_Exercise data_:
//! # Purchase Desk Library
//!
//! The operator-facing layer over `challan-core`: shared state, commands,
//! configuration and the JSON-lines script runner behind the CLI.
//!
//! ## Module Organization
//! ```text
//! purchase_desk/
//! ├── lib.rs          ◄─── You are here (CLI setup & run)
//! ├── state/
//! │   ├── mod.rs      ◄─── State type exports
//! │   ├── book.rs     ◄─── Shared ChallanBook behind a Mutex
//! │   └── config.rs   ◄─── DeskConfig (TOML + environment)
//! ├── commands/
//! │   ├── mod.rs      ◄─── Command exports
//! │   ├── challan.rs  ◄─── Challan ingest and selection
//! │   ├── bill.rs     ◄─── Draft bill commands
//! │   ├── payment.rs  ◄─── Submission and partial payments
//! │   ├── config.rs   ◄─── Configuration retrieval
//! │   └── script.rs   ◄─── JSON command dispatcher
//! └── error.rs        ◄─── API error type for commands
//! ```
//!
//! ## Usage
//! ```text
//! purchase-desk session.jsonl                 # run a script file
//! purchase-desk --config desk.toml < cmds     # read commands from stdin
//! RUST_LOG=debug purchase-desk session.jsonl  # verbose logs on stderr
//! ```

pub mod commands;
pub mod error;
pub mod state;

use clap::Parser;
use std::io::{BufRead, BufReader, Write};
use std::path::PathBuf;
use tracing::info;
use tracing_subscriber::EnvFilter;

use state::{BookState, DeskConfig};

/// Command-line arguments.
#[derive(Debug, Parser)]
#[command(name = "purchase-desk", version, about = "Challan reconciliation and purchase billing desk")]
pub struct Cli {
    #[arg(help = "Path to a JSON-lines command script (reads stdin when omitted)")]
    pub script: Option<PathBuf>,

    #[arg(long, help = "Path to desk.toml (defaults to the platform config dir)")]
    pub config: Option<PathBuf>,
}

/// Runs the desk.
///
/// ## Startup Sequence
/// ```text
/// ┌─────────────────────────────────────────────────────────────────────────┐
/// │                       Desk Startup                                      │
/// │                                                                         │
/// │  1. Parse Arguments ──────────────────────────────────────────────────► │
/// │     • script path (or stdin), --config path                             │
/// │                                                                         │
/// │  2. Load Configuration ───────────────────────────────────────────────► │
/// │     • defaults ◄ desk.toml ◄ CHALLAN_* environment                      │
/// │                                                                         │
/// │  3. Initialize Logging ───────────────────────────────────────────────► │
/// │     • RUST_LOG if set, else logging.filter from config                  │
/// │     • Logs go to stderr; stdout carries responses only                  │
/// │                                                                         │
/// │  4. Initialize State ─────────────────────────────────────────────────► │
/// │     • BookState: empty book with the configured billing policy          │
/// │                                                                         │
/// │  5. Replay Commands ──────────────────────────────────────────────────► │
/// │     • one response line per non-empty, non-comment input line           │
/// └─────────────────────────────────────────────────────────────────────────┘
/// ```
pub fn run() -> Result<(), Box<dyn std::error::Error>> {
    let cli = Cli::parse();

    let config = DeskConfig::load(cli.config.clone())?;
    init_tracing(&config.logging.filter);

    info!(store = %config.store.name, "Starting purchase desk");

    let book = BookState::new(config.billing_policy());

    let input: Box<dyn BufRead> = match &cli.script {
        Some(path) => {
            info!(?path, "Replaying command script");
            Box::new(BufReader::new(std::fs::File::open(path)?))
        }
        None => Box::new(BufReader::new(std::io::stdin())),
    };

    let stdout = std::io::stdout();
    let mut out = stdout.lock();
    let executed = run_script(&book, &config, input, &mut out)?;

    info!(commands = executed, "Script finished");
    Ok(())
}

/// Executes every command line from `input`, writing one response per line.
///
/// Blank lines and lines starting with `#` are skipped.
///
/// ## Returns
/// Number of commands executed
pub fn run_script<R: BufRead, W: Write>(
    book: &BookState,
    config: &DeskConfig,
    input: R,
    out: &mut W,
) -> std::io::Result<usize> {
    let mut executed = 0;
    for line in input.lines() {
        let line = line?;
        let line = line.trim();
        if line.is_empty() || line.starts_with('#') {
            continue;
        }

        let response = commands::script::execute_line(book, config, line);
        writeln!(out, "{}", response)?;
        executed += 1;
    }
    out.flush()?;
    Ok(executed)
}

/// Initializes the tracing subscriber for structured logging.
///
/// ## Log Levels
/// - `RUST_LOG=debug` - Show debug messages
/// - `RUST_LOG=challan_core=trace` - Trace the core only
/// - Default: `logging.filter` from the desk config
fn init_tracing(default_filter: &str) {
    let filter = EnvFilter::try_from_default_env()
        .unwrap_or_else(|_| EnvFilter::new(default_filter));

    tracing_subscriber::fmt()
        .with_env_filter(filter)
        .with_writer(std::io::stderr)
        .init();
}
==
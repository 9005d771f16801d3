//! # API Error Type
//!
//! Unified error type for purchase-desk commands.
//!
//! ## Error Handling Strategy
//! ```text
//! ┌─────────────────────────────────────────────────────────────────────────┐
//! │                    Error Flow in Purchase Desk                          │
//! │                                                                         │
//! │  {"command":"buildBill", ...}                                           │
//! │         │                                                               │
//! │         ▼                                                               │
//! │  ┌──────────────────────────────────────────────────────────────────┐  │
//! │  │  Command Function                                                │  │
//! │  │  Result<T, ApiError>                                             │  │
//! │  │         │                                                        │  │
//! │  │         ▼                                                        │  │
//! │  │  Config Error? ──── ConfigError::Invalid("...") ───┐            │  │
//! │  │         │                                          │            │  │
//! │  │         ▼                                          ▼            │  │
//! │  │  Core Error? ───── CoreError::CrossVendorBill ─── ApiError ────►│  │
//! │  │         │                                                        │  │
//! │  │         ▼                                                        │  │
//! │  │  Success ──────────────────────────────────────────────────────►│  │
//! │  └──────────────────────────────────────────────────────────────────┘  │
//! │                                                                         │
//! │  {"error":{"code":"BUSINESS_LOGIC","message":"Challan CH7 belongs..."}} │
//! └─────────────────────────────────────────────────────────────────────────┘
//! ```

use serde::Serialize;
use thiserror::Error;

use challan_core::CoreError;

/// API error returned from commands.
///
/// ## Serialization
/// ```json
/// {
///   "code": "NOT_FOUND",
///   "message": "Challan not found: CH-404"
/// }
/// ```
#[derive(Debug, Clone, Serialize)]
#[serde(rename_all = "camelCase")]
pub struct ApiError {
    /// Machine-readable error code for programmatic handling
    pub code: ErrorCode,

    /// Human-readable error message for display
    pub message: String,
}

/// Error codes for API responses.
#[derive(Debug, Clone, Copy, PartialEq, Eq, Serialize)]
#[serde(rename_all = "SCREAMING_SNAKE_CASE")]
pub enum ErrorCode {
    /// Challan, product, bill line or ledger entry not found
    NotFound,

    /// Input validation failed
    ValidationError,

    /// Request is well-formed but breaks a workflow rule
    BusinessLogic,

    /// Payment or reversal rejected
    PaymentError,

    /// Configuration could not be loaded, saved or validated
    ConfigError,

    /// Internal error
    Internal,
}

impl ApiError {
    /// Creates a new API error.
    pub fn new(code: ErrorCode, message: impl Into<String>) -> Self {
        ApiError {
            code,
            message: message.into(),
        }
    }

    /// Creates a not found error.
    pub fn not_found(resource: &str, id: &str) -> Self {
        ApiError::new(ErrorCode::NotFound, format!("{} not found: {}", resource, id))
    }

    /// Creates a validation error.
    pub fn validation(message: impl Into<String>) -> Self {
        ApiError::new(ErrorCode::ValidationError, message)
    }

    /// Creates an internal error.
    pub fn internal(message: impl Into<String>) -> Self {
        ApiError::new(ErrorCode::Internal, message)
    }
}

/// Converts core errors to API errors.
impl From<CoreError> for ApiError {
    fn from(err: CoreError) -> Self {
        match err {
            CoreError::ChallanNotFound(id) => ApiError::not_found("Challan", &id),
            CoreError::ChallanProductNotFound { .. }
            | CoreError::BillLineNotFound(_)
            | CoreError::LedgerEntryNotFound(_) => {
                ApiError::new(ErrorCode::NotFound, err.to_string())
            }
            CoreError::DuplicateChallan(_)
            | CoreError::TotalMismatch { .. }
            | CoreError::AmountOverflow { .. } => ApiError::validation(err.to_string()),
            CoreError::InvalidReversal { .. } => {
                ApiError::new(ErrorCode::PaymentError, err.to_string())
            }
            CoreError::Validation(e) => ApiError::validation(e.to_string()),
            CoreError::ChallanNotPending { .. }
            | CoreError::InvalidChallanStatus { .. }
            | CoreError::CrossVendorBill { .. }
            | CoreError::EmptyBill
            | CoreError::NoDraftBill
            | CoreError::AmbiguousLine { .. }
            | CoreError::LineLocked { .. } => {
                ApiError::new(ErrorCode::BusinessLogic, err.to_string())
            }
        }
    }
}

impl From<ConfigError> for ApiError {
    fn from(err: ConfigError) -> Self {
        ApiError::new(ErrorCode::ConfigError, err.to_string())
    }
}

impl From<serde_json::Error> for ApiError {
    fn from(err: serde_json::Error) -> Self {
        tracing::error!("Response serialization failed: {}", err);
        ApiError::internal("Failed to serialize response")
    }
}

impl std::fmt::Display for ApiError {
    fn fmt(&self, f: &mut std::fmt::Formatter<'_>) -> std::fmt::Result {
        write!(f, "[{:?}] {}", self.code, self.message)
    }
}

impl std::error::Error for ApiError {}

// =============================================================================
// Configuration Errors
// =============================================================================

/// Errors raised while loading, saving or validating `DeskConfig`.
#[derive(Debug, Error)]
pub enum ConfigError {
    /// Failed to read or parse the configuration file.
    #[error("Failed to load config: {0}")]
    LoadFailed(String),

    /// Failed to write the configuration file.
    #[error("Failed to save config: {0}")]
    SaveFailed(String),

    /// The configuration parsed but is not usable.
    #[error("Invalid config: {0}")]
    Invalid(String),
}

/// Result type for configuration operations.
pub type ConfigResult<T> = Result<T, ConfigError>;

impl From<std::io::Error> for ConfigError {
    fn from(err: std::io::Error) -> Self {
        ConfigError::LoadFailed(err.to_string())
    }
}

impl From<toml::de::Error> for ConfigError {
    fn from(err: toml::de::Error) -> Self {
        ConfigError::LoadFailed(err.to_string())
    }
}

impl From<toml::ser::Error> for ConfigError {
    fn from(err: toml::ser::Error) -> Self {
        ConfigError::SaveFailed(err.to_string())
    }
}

_Instructions to follow_:
Copy each line from the entries above that has the word "EnvFilter" in it.

_Task result_:
use tracing_subscriber::EnvFilter;
    let filter = EnvFilter::try_from_default_env()
        .unwrap_or_else(|_| EnvFilter::new(default_filter));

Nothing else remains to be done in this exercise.